● YOUR TASK
For every line of the material below, check for the string "usize" and return the line if it is there.

● INFORMATION PROVIDED
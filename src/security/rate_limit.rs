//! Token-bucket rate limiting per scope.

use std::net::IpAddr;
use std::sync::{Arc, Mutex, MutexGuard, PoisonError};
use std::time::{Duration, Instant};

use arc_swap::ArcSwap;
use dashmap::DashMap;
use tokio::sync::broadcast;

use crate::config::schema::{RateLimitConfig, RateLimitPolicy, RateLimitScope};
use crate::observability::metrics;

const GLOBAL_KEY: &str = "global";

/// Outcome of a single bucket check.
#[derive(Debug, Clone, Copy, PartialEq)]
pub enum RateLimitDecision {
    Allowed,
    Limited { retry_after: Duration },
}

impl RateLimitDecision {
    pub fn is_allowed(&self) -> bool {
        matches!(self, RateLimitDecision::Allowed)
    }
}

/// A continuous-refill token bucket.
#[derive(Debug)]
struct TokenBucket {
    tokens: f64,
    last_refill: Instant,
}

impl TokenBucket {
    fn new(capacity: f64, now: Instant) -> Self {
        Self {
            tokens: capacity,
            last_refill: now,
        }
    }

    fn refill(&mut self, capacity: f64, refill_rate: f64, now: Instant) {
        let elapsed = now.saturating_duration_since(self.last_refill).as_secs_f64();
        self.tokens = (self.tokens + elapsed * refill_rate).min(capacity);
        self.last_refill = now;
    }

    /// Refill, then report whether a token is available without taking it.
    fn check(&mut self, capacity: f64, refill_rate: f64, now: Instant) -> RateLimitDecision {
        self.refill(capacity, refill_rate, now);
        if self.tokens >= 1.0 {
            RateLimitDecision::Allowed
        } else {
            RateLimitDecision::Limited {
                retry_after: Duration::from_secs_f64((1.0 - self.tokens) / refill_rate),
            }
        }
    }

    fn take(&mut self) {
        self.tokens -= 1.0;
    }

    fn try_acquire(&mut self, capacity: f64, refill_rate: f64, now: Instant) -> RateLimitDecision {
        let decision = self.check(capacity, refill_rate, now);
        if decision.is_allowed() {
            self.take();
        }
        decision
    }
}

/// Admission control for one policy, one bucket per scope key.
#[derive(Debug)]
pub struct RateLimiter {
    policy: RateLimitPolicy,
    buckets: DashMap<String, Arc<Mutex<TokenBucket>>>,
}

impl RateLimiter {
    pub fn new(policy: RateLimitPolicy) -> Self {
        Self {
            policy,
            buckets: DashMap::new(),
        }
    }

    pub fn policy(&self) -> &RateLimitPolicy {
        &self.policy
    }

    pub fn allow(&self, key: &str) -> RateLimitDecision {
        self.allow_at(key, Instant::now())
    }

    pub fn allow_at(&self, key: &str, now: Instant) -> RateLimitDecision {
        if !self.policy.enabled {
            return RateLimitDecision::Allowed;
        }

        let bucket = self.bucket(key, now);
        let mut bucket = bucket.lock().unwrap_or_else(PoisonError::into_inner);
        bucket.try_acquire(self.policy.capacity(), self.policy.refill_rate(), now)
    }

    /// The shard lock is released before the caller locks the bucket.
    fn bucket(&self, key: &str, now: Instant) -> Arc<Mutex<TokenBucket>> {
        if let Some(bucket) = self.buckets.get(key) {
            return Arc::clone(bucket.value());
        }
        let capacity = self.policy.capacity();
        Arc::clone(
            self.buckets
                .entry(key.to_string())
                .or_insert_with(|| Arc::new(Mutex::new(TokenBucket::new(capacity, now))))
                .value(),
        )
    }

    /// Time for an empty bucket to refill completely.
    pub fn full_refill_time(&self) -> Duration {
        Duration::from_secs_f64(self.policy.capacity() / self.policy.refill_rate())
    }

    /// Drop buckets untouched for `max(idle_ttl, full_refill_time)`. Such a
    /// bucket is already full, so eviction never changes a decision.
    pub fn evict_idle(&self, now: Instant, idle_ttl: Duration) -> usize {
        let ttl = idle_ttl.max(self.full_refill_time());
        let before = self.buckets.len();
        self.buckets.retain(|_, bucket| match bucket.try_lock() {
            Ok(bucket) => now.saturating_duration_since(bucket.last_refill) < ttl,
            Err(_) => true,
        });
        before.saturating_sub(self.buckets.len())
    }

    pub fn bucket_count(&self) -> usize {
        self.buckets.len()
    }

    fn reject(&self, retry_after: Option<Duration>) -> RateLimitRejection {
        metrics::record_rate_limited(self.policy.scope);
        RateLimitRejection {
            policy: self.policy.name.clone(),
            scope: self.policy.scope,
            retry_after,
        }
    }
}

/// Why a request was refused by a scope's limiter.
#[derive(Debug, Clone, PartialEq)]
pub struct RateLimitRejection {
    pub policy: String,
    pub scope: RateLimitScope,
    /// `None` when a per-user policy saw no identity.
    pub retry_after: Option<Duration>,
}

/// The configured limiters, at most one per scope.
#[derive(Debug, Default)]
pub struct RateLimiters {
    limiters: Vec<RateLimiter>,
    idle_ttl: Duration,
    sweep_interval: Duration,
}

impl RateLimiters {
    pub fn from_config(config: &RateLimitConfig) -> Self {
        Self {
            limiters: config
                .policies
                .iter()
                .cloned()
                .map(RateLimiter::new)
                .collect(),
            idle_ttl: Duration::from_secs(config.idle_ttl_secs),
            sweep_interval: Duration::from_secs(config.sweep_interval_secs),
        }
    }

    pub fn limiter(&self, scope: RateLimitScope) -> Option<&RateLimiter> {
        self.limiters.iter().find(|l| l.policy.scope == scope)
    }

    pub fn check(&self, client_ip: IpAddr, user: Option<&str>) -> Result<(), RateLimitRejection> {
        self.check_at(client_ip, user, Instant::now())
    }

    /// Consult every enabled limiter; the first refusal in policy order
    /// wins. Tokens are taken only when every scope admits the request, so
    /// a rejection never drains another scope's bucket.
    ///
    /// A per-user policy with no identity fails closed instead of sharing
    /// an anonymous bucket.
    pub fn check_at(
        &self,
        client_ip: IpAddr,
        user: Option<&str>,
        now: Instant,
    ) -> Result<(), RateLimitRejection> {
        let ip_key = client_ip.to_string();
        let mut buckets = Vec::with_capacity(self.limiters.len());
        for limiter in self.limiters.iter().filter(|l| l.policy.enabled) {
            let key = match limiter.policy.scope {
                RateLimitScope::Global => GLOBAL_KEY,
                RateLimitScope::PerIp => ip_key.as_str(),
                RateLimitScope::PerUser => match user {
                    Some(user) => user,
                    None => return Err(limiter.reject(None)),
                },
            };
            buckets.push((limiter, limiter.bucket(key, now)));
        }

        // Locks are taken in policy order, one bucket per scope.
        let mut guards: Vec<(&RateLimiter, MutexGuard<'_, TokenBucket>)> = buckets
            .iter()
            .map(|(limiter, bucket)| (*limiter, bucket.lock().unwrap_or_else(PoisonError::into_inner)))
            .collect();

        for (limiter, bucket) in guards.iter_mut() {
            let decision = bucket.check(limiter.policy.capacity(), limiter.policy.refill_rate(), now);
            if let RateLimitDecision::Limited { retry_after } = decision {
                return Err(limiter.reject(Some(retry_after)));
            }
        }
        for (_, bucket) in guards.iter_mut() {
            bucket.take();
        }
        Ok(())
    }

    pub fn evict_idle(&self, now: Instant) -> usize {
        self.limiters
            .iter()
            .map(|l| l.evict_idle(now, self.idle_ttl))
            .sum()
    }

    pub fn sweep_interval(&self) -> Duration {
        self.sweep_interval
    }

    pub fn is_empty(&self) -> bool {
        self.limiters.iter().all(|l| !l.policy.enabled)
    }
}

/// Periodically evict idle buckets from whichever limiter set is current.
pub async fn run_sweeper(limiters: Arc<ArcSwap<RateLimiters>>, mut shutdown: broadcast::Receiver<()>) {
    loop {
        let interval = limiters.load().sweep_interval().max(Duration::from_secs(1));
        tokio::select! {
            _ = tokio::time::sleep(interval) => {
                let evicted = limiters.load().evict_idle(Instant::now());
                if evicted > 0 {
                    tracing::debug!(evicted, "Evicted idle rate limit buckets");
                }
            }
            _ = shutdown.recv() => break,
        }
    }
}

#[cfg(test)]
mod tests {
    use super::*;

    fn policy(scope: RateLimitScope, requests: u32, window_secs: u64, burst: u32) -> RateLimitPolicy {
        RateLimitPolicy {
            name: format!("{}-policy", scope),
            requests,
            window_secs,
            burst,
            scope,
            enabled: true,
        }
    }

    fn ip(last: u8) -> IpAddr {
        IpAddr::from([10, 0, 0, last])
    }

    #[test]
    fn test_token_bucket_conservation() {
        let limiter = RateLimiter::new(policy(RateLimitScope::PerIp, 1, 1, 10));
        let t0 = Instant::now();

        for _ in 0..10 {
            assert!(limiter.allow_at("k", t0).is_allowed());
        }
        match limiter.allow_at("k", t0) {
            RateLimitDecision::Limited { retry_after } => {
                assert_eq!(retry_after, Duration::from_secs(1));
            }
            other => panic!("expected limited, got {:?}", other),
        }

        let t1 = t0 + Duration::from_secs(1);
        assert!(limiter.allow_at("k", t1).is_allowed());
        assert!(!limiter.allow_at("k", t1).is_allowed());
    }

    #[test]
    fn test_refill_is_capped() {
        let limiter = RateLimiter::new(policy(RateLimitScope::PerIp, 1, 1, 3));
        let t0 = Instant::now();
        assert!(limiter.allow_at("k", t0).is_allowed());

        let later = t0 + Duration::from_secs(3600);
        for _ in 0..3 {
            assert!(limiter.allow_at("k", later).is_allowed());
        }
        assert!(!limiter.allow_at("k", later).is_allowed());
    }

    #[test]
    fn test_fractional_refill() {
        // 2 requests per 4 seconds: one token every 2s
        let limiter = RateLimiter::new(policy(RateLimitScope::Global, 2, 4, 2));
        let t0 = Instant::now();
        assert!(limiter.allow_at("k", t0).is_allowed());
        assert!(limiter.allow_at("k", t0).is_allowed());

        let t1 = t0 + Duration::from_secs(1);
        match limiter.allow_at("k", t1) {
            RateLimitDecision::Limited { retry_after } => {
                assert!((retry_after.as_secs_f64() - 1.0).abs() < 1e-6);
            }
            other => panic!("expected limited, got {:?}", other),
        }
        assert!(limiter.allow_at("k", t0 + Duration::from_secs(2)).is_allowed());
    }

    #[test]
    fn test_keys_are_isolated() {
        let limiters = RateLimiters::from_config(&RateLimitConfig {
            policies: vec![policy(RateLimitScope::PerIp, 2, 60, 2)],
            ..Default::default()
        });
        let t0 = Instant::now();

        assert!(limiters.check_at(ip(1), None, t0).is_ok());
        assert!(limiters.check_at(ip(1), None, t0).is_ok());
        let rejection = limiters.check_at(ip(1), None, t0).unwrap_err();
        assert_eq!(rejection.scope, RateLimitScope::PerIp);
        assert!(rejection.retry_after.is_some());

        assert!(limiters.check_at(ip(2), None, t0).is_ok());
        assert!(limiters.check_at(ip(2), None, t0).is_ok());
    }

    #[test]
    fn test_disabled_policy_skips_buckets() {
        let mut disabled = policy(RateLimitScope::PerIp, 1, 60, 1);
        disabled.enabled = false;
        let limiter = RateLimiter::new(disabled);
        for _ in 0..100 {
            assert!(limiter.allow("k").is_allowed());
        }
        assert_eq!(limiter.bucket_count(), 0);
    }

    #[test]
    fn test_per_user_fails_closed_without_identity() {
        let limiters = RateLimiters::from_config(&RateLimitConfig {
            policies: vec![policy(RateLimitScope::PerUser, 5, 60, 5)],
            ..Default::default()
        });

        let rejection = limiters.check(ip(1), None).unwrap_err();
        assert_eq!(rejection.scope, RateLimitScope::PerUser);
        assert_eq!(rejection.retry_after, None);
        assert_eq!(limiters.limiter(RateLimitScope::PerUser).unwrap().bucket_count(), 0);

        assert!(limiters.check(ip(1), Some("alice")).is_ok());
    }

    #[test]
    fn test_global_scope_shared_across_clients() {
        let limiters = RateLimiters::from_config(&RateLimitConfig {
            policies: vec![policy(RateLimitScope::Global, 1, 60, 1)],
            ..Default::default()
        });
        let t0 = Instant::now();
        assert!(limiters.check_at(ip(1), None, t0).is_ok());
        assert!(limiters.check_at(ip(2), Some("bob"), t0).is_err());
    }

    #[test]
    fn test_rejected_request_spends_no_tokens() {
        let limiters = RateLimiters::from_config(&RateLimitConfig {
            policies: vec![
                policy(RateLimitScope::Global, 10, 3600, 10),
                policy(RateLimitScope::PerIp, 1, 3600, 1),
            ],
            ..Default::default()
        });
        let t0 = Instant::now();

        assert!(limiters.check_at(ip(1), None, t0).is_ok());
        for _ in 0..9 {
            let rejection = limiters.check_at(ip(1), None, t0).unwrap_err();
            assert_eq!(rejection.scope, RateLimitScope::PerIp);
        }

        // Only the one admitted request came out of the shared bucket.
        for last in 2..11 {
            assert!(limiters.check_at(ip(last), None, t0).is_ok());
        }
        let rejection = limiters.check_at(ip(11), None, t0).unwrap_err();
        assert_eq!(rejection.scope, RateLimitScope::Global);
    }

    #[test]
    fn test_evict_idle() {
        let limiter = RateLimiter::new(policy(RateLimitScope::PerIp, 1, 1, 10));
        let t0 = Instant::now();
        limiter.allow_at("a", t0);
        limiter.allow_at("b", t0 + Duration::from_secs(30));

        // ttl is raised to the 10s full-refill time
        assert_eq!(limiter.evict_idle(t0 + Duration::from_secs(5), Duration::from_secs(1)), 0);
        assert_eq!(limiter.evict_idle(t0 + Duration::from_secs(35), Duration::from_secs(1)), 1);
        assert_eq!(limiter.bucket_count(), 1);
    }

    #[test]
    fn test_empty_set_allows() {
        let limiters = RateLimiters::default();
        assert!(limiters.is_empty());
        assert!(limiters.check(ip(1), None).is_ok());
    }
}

● SOLVED EXERCISE
    pub fn evict_idle(&self, now: Instant, idle_ttl: Duration) -> usize {
    pub fn bucket_count(&self) -> usize {
    pub fn evict_idle(&self, now: Instant) -> usize {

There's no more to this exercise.